Word To Use Today: jackpot.

 Three questions arise with this word: who is Jack, why is he in a pot, and why should anyone want to hit it, anyway?

It has an interesting history, does the word jackpot, because originally a jackpot was a Bad Thing...Well, it was if you were a criminal, anyway, because in criminal slang a jackpot was an arrest, or some other kind of bad trouble.

The good-fortune type of jackpot involves the kind of jack you find on playing cards.

Our current meaning of the word jackpot became came into being as a term for a large pay-out on an arcade slot machine, but before that it was a term from the card game of draw-poker. 

This is the only explanation of the term I've been able to find, and I don't understand it at all. Even my poker-playing friends don't really understand it, but here it is, anyway:

The regular Draw-Poker game is usually varied by occasional Jack-Pots, which are played once in so many deals, or when all have refused to play, or when the player deals who holds the buck, a marker placed in the pool with every jack-pot.
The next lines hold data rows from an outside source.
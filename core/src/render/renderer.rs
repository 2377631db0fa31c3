use std::sync::Arc;

use crate::geometry::{Projector, Viewport};
use crate::interaction::{next_selection, HitTester, PointerEvent};
use crate::prelude::{FrameInput, Layer, RenderOptions};
use crate::render::layers::{BackgroundLayer, GlowLayer, GridLayer, LegendLayer, PathLayer};
use crate::render::markers::{place_markers, MarkerLayer};
use crate::render::scene::Scene;
use crate::render::text::{EstimatedTextMeasure, TextMeasure};
use crate::render::theme::ThemeConfig;
use crate::telemetry::{LogManager, MetricsRecorder};
use crate::visit::{VisitId, VisitRecord};

/// Everything the host passes in for one frame.
#[derive(Debug, Clone, Copy)]
pub struct MapFrame<'a> {
    pub visits: &'a [VisitRecord],
    pub selection: Option<&'a VisitId>,
    pub theme: &'a ThemeConfig,
    pub viewport: Viewport,
}

impl<'a> MapFrame<'a> {
    pub fn new(visits: &'a [VisitRecord], theme: &'a ThemeConfig, viewport: Viewport) -> Self {
        Self {
            visits,
            selection: None,
            theme,
            viewport,
        }
    }

    pub fn with_selection(mut self, selection: Option<&'a VisitId>) -> Self {
        self.selection = selection;
        self
    }
}

/// Renders visits to a [`Scene`] and resolves clicks on it.
///
/// The renderer holds no frame state: every call recomputes bounds,
/// projection and the full display list from its inputs.
pub struct ExplorationMapRenderer {
    options: RenderOptions,
    layers: Vec<Box<dyn Layer + Send + Sync>>,
    measure: Box<dyn TextMeasure + Send + Sync>,
    logger: LogManager,
    metrics: Arc<MetricsRecorder>,
}

impl ExplorationMapRenderer {
    pub fn new(options: RenderOptions) -> Self {
        Self {
            options,
            layers: vec![
                Box::new(BackgroundLayer),
                Box::new(GridLayer),
                Box::new(GlowLayer),
                Box::new(PathLayer),
                Box::new(MarkerLayer),
                Box::new(LegendLayer),
            ],
            measure: Box::new(EstimatedTextMeasure),
            logger: LogManager::new("renderer"),
            metrics: Arc::new(MetricsRecorder::new()),
        }
    }

    pub fn with_text_measure(mut self, measure: impl TextMeasure + Send + Sync + 'static) -> Self {
        self.measure = Box::new(measure);
        self
    }

    pub fn options(&self) -> &RenderOptions {
        &self.options
    }

    pub fn metrics(&self) -> Arc<MetricsRecorder> {
        self.metrics.clone()
    }

    pub fn render(&self, frame: &MapFrame<'_>) -> Scene {
        let mut scene = Scene::new(frame.viewport);
        let placed = Projector::new(
            frame.visits,
            frame.viewport.size(),
            &self.options.projection,
        )
        .map(|projector| {
            place_markers(
                frame.visits,
                &projector,
                frame.selection,
                &self.options,
                &self.logger,
            )
        })
        .unwrap_or_default();

        let skipped = frame.visits.len() - placed.len();
        if skipped > 0 {
            self.logger
                .warn(&format!("{skipped} visit(s) without finite coordinates skipped"));
        }

        let input = FrameInput {
            visits: frame.visits,
            placed: &placed,
            theme: frame.theme,
            options: &self.options,
            viewport: frame.viewport,
            measure: self.measure.as_ref(),
        };
        for layer in &self.layers {
            let before = scene.commands().len();
            layer.paint(&input, &mut scene);
            self.logger.record(&format!(
                "layer {} added {} commands",
                layer.name(),
                scene.commands().len() - before
            ));
        }

        self.logger.record(&format!(
            "frame {}x{} markers {} commands {}",
            frame.viewport.width,
            frame.viewport.height,
            placed.len(),
            scene.commands().len()
        ));
        self.metrics.record_frame();
        scene.set_markers(placed);
        scene
    }

    /// Visit under the pointer, if any. See [`HitTester`].
    pub fn hit_test(&self, frame: &MapFrame<'_>, pointer: &PointerEvent) -> Option<VisitId> {
        HitTester::new(&self.options).resolve(frame.visits, pointer)
    }

    /// Resolves a click and reports the resulting selection exactly once.
    ///
    /// A hit on the selected visit or a miss reports `None`.
    pub fn click<F>(&self, frame: &MapFrame<'_>, pointer: &PointerEvent, on_selection_change: F)
    where
        F: FnOnce(Option<VisitId>),
    {
        let hit = self.hit_test(frame, pointer);
        self.metrics.record_click(hit.is_some());
        let selection = next_selection(frame.selection, hit);
        self.logger.record(&format!(
            "click at ({:.1}, {:.1}) -> {}",
            pointer.position.x,
            pointer.position.y,
            selection
                .as_ref()
                .map(ToString::to_string)
                .unwrap_or_else(|| "none".into())
        ));
        on_selection_change(selection);
    }
}

impl Default for ExplorationMapRenderer {
    fn default() -> Self {
        Self::new(RenderOptions::default())
    }
}
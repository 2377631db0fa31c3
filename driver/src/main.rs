use anyhow::Context;
use clap::Parser;
use export::svg::write_svg;
use feed_bridge::bridge::FeedBridge;
use generator::sample::{sample_feed, GeneratorConfig};
use mapcore::geometry::Point;
use mapcore::interaction::SelectionState;
use mapcore::render::ThemePreset;
use mapcore::VisitId;
use std::path::PathBuf;
use std::sync::Arc;
use tokio::runtime::Builder as TokioBuilder;
use tokio::signal;
use workflow::config::{MapConfig, ThemeSetting};
use workflow::input::load_feed;
use workflow::runner::Runner;

mod export;
mod feed_bridge;
mod generator;
mod workflow;

#[derive(Parser)]
#[command(author, version, about = "Exploration map driver: render, replay clicks, serve visits")]
struct Args {
    /// Visits to load (JSON envelope/list, or YAML); generated when omitted
    #[arg(long)]
    visits: Option<PathBuf>,
    /// Load a map config from YAML
    #[arg(long)]
    config: Option<PathBuf>,
    #[arg(long)]
    theme: Option<ThemePreset>,
    #[arg(long)]
    width: Option<f32>,
    #[arg(long)]
    height: Option<f32>,
    #[arg(long)]
    pixel_ratio: Option<f32>,
    /// Visit id selected before any click
    #[arg(long, value_parser = parse_visit_id)]
    select: Option<VisitId>,
    /// Canvas-local click to replay, as X,Y (repeatable)
    #[arg(long = "click", value_parser = parse_point)]
    clicks: Vec<Point>,
    /// Write the final frame as SVG
    #[arg(long)]
    svg: Option<PathBuf>,
    /// Number of generated visits when no file is given
    #[arg(long, default_value_t = 8)]
    count: usize,
    #[arg(long, default_value_t = 0)]
    seed: u64,
    /// Keep the visit feed server alive until Ctrl+C
    #[arg(long, default_value_t = false)]
    serve: bool,
}

/// Numeric ids stay numeric so they match integer ids from feeds.
fn parse_visit_id(raw: &str) -> Result<VisitId, String> {
    if raw.trim().is_empty() {
        return Err("visit id must not be empty".into());
    }
    raw.parse::<VisitId>().map_err(|err| match err {})
}

fn parse_point(raw: &str) -> Result<Point, String> {
    let (x, y) = raw
        .split_once(',')
        .ok_or_else(|| format!("expected X,Y but got '{raw}'"))?;
    let x: f32 = x.trim().parse().map_err(|err| format!("bad x '{x}': {err}"))?;
    let y: f32 = y.trim().parse().map_err(|err| format!("bad y '{y}': {err}"))?;
    Ok(Point::new(x, y))
}

fn main() -> anyhow::Result<()> {
    env_logger::init();
    let args = Args::parse();

    let mut config = match &args.config {
        Some(path) => MapConfig::load(path)?,
        None => MapConfig::default(),
    };
    if let Some(theme) = args.theme {
        config.theme = ThemeSetting::Preset(theme);
    }
    if let Some(width) = args.width {
        config.canvas.width = width;
    }
    if let Some(height) = args.height {
        config.canvas.height = height;
    }
    if let Some(pixel_ratio) = args.pixel_ratio {
        config.canvas.pixel_ratio = pixel_ratio;
    }
    config.validate().context("validating command-line overrides")?;

    let feed = match &args.visits {
        Some(path) => load_feed(path)?,
        None => sample_feed(&GeneratorConfig {
            count: args.count,
            seed: args.seed,
            ..Default::default()
        })
        .context("generating sample visits")?,
    };

    let summary = feed.summary();
    println!(
        "Visits {} | xp {} | spent {} | minutes {}",
        summary.total_visits, summary.total_xp, summary.total_spent, summary.total_duration_minutes
    );
    for share in &summary.categories {
        println!("  {:<14} {:>3} ({}%)", share.name, share.count, share.pct);
    }

    let runner = Arc::new(Runner::new(config));
    let mut selection = SelectionState::new();
    if let Some(id) = args.select {
        if feed.find(&id).is_none() {
            log::warn!("selected visit {id} is not in the feed");
        }
        selection.set(Some(id));
    }

    for point in &args.clicks {
        let outcome = runner.click(&feed, &mut selection, *point);
        let target = outcome
            .selected
            .as_ref()
            .and_then(|id| feed.find(id))
            .map(|visit| format!("{} ({})", visit.place_name, visit.id))
            .unwrap_or_else(|| "nothing".into());
        match outcome.geo {
            Some((lat, lon)) => println!(
                "Click ({:.1}, {:.1}) ~ {lat:.5}, {lon:.5} -> {target}",
                point.x, point.y
            ),
            None => println!("Click ({:.1}, {:.1}) -> {target}", point.x, point.y),
        }
    }

    let scene = runner.render(&feed, selection.selected());
    let (backing_width, backing_height) = scene.viewport().backing_size();
    println!(
        "Frame {}x{} (backing {backing_width}x{backing_height}) -> markers {}, commands {}",
        scene.viewport().width,
        scene.viewport().height,
        scene.markers().len(),
        scene.commands().len()
    );
    if let Some(path) = &args.svg {
        write_svg(&scene, path)?;
        println!("SVG written to {}", path.display());
    }

    let metrics = runner.metrics();
    println!(
        "Metrics -> frames {}, clicks {}, hits {}, misses {}",
        metrics.frames, metrics.clicks, metrics.hits, metrics.misses
    );

    if args.serve {
        let bridge = FeedBridge::new(runner.clone());
        bridge.publish(feed);
        bridge.serve();
        println!(
            "Visit feed on http://{} (Ctrl+C to stop)...",
            bridge.bind_address()
        );
        let runtime = TokioBuilder::new_current_thread()
            .enable_all()
            .build()
            .context("creating runtime for signal handling")?;
        runtime.block_on(async {
            signal::ctrl_c().await.context("awaiting Ctrl+C to exit")?;
            Ok::<(), anyhow::Error>(())
        })?;
    }

    Ok(())
}

#[cfg(test)]
mod tests {
    use super::*;

    #[test]
    fn parses_click_points() {
        assert_eq!(parse_point("12.5, 40").unwrap(), Point::new(12.5, 40.0));
        assert!(parse_point("12.5").is_err());
        assert!(parse_point("a,1").is_err());
    }

    #[test]
    fn args_accept_repeated_clicks_and_theme() {
        let args = Args::try_parse_from([
            "mapdriver", "--theme", "light", "--click", "10,20", "--click", "30,40", "--select",
            "7",
        ])
        .unwrap();
        assert_eq!(args.theme, Some(ThemePreset::Light));
        assert_eq!(args.clicks.len(), 2);
        assert_eq!(args.select, Some(VisitId::from(7)));
    }

    #[test]
    fn select_keeps_text_ids_as_text() {
        let args = Args::try_parse_from(["mapdriver", "--select", "cafe-12"]).unwrap();
        assert_eq!(args.select, Some(VisitId::from("cafe-12")));
        assert_eq!(parse_visit_id(" 42 ").unwrap(), VisitId::Number(42));
        assert!(parse_visit_id("  ").is_err());
    }
}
In a jack-pot each player puts up an equal stake and receives a hand. The pot must then be opened by a player holding a hand of the value of a pair of knaves (jacks) or better. If no player holds so valuable a hand the deal passes and each player adds a small sum to the pot or pool. When the pot is opened the opener does so by putting up any sum he chooses, within the limit, and his companions must pay in the same amount or "drop." They also possess the right to raise the opener. The new cards called for are then dealt and the opener starts the betting, the play proceeding as in the regular game. 

That's from the 1911 Encyclopedia Britannica. I have the complete set, and they're brilliant for standing on when decorating the stairs

I honestly don't know why anyone should want to hit the jackpot; but I suppose it's just like hitting the road, something you do with understandable enthusiasm.

Word To Use Today: jackpot. A jack was originally just a word for a man. The word started off as jakke in the 1500s, which was short for Jankin, which was short for Jack (except, of course, longer). The word pot was pott in Old English, and might, entertainingly, come form the Latin pōtus, which means drink.